• Raw data
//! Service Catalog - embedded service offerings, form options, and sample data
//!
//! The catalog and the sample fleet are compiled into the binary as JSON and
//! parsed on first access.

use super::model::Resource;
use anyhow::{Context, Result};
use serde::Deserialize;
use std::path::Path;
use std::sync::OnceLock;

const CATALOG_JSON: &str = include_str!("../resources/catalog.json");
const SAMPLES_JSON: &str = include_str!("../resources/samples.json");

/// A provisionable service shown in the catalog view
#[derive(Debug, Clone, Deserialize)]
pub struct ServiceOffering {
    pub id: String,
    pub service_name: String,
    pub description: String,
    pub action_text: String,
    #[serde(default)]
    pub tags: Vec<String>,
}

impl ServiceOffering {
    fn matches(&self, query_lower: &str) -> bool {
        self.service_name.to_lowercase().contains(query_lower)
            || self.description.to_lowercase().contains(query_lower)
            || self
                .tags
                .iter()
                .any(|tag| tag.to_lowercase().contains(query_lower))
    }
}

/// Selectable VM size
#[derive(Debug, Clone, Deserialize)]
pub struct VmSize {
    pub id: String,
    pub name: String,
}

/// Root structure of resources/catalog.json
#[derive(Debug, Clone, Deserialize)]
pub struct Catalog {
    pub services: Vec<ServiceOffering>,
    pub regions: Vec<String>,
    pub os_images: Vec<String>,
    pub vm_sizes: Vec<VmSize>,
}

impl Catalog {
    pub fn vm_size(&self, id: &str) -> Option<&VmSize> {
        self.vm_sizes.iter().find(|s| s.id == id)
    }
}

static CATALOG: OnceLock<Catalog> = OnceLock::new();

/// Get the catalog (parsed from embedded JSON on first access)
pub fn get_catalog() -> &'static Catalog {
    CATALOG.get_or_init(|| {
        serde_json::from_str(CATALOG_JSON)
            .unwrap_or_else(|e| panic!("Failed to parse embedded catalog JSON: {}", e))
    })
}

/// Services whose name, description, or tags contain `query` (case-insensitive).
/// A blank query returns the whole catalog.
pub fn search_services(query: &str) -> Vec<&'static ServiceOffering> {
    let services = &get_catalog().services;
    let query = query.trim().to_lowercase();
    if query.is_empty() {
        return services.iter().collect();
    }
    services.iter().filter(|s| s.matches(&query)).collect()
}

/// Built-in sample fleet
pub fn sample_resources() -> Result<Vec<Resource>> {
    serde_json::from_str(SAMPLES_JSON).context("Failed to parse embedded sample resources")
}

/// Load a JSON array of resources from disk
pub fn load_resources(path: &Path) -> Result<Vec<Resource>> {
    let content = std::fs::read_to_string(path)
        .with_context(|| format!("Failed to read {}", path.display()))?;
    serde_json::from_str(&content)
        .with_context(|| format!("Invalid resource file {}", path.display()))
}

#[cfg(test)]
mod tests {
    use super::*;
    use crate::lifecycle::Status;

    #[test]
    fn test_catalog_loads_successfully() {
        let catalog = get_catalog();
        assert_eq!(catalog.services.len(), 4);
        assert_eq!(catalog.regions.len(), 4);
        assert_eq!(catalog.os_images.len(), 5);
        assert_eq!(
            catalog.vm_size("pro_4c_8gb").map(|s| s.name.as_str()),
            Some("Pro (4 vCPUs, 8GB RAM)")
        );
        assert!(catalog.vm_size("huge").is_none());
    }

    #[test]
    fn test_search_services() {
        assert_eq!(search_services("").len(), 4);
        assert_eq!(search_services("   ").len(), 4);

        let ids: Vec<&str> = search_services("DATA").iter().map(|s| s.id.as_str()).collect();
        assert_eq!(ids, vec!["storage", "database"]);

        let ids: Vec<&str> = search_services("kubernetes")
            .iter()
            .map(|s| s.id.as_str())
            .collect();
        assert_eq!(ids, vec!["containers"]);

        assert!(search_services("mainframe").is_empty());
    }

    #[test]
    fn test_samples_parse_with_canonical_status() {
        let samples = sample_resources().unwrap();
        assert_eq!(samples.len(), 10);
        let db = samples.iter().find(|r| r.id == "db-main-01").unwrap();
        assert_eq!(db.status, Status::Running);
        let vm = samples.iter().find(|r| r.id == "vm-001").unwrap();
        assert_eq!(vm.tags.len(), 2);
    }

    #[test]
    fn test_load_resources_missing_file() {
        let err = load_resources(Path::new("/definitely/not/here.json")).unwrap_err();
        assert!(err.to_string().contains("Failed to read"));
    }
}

• What the task asks
Up to and including the line that holds "self.service_name.to_lowercase().contains(query_lower)", reproduce the records above exactly from their first line, and give nothing else.

• Response area
//! Service Catalog - embedded service offerings, form options, and sample data
//!
//! The catalog and the sample fleet are compiled into the binary as JSON and
//! parsed on first access.

use super::model::Resource;
use anyhow::{Context, Result};
use serde::Deserialize;
use std::path::Path;
use std::sync::OnceLock;

const CATALOG_JSON: &str = include_str!("../resources/catalog.json");
const SAMPLES_JSON: &str = include_str!("../resources/samples.json");

/// A provisionable service shown in the catalog view
#[derive(Debug, Clone, Deserialize)]
pub struct ServiceOffering {
    pub id: String,
    pub service_name: String,
    pub description: String,
    pub action_text: String,
    #[serde(default)]
    pub tags: Vec<String>,
}

impl ServiceOffering {
    fn matches(&self, query_lower: &str) -> bool {
        self.service_name.to_lowercase().contains(query_lower)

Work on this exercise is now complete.